Pastor de Caldas condenado a 43 años por violar y secuestrar a su hijastra de 13 años
Pastor condenado a 43 años por violar a hijastra en Caldas (09.03.2026)

Justicia contundente en Caldas: Pastor recibe 43 años de prisión por crímenes atroces contra su hijastra

En un fallo judicial que ha generado profunda conmoción en el departamento de Caldas, las autoridades judiciales han dictado una sentencia ejemplarizante contra un pastor evangélico que traicionó la confianza familiar de la manera más abominable. El juez de conocimiento impuso 43 años y 6 meses de prisión a José Erley Ramírez Garcés, tras hallarlo plenamente responsable de los delitos de acceso carnal violento agravado y secuestro agravado.

Preacuerdo judicial tras contundentes pruebas de la Fiscalía

La decisión judicial se produjo después de que el procesado, enfrentado a evidencias irrefutables recopiladas por la Fiscalía General de la Nación, optara por aceptar su responsabilidad mediante un preacuerdo. Este mecanismo legal permitió agilizar el proceso y evitar la revictimización de la menor durante un prolongado juicio, aunque no disminuyó en absoluto la severidad de la pena impuesta.

Los trágicos hechos que conmovieron a Chinchiná

Los eventos criminales se remontan al 29 de abril de 2025 en la vereda San Andrés del municipio de Chinchiná, Caldas.
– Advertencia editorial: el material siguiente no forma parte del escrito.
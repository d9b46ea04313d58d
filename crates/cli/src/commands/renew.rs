// Copyright 2025 New Vector Ltd.
//
// SPDX-License-Identifier: AGPL-3.0-only OR LicenseRef-Element-Commercial
// Please see LICENSE files in the repository root for full details.

use std::process::ExitCode;

use avs_config::{AccountValidityConfig, ConfigurationSectionExt, DatabaseConfig};
use avs_storage::{RepositoryFactory, SystemClock};
use avs_storage_pg::PgRepositoryFactory;
use avs_tasks::RenewalError;
use clap::Parser;
use figment::Figment;
use tracing::{error, info, info_span, warn};
use url::Url;

use crate::util::{database_pool_from_config, policy_from_config};

/// Exit code used when the token is not valid, like a client error on the
/// renewal endpoint
const UNKNOWN_TOKEN_EXIT_CODE: u8 = 2;

#[derive(Parser, Debug)]
pub(super) struct Options {
    /// The renewal token, or the whole renewal link from the email
    token: String,
}

/// Get the token out of a renewal link, or take the input as the raw token
fn token_from_input(input: &str) -> Option<String> {
    let input = input.trim();

    if let Ok(url) = Url::parse(input) {
        return url
            .query_pairs()
            .find(|(key, _)| key == "token")
            .map(|(_, value)| value.into_owned())
            .filter(|token| !token.is_empty());
    }

    (!input.is_empty()).then(|| input.to_owned())
}

impl Options {
    pub async fn run(self, figment: &Figment) -> anyhow::Result<ExitCode> {
        let _span = info_span!("cli.renew").entered();

        let database_config =
            DatabaseConfig::extract_or_default(figment).map_err(anyhow::Error::from_boxed)?;
        let account_validity_config = AccountValidityConfig::extract_or_default(figment)
            .map_err(anyhow::Error::from_boxed)?;

        if !account_validity_config.enabled {
            warn!("Account validity is disabled in the configuration, renewing anyway");
        }

        let Some(token) = token_from_input(&self.token) else {
            error!("No renewal token found in the input");
            return Ok(ExitCode::from(UNKNOWN_TOKEN_EXIT_CODE));
        };

        let policy = policy_from_config(&account_validity_config)?;
        let clock = SystemClock::default();

        let pool = database_pool_from_config(&database_config).await?;
        let mut repo = PgRepositoryFactory::new(pool).create().await?;

        match avs_tasks::renew_account(&mut repo, &clock, &policy, &token).await {
            Ok(expires_at) => {
                repo.save().await?;
                info!(%expires_at, "Account renewed");
                Ok(ExitCode::SUCCESS)
            }

            Err(RenewalError::UnknownToken) => {
                repo.cancel().await?;
                error!("This renewal token is not valid, it may have expired or been used already");
                Ok(ExitCode::from(UNKNOWN_TOKEN_EXIT_CODE))
            }

            Err(e) => {
                repo.cancel().await?;
                Err(e.into())
            }
        }
    }
}

#[cfg(test)]
mod tests {
    use super::*;

    #[test]
    fn test_token_from_input() {
        assert_eq!(
            token_from_input("aBcDeFgHiJkLmNoPqRsTuVwXyZ012345").as_deref(),
            Some("aBcDeFgHiJkLmNoPqRsTuVwXyZ012345")
        );

        assert_eq!(
            token_from_input(
                "https://matrix.example.com/_matrix/client/unstable/account_validity/renew?token=abc123"
            )
            .as_deref(),
            Some("abc123")
        );

        // Surrounding whitespace from a copy-paste
        assert_eq!(token_from_input("  abc123\n").as_deref(), Some("abc123"));

        assert_eq!(token_from_input(""), None);
        assert_eq!(
            token_from_input("https://matrix.example.com/_matrix/client/unstable/account_validity/renew"),
            None
        );
    }
}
Según el expediente judicial, el hoy condenado aprovechó su posición de confianza como padrastro y pastor religioso para engañar a su hijastra, una niña de apenas 13 años de edad.

Con el pretexto de mostrarle una propiedad que supuestamente compraría para su madre, logró que la menor lo acompañara sin sospechar sus verdaderas intenciones. Sin embargo, el trayecto se transformó en una pesadilla cuando el hombre desvió el vehículo, amarró a la niña y la trasladó por la fuerza hacia una finca de su propiedad en zona rural.

Horas de tortura y calculada impunidad

Una vez en el inmueble, el victimario sometió a la niña a constantes vejámenes sexuales durante varias horas. Para asegurar su impunidad y silenciar los gritos de auxilio de la víctima, el sujeto implementó una táctica premeditada:

  • Encendió equipos de sonido a volumen extremadamente alto
  • Aprovechó el aislamiento de la zona rural
  • Calculó que los vecinos no podrían percibir lo que ocurría dentro de la vivienda

Pese al cautiverio y la violencia sistemática, la extraordinaria valentía de la menor permitió que, en un momento de descuido de su captor, lograra escapar del lugar de reclusión.

Rescate comunitario y captura ciudadana

La huida de la víctima fue interceptada por miembros de la comunidad, quienes inmediatamente notaron que el hombre la perseguía desesperadamente. Al verse descubierto por los vecinos, el agresor intentó escapar en su vehículo, pero perdió el control del mismo y terminó cayendo en una cuneta a pocos metros del lugar.

En un último intento por evadir la justicia, se internó en una zona boscosa cercana, pero la ciudadanía organizada logró rodearlo y detenerlo, entregándolo posteriormente a uniformados de la Policía Nacional que acudieron al lugar.

Mensaje contundente del sistema judicial colombiano

Con este fallo histórico, la justicia colombiana envía un mensaje inequívoco sobre varios aspectos fundamentales:

  1. Protección absoluta de los derechos de niños y adolescentes
  2. Intolerancia frente a la violencia sexual intrafamiliar
  3. Severidad en el castigo de quienes abusan de posiciones de confianza
  4. Valoración del papel de las comunidades en la protección de víctimas

La sentencia, que se produce exactamente un año después de los atroces hechos que captaron la atención nacional, establece un precedente significativo en la lucha contra la violencia sexual hacia menores en el contexto familiar y comunitario.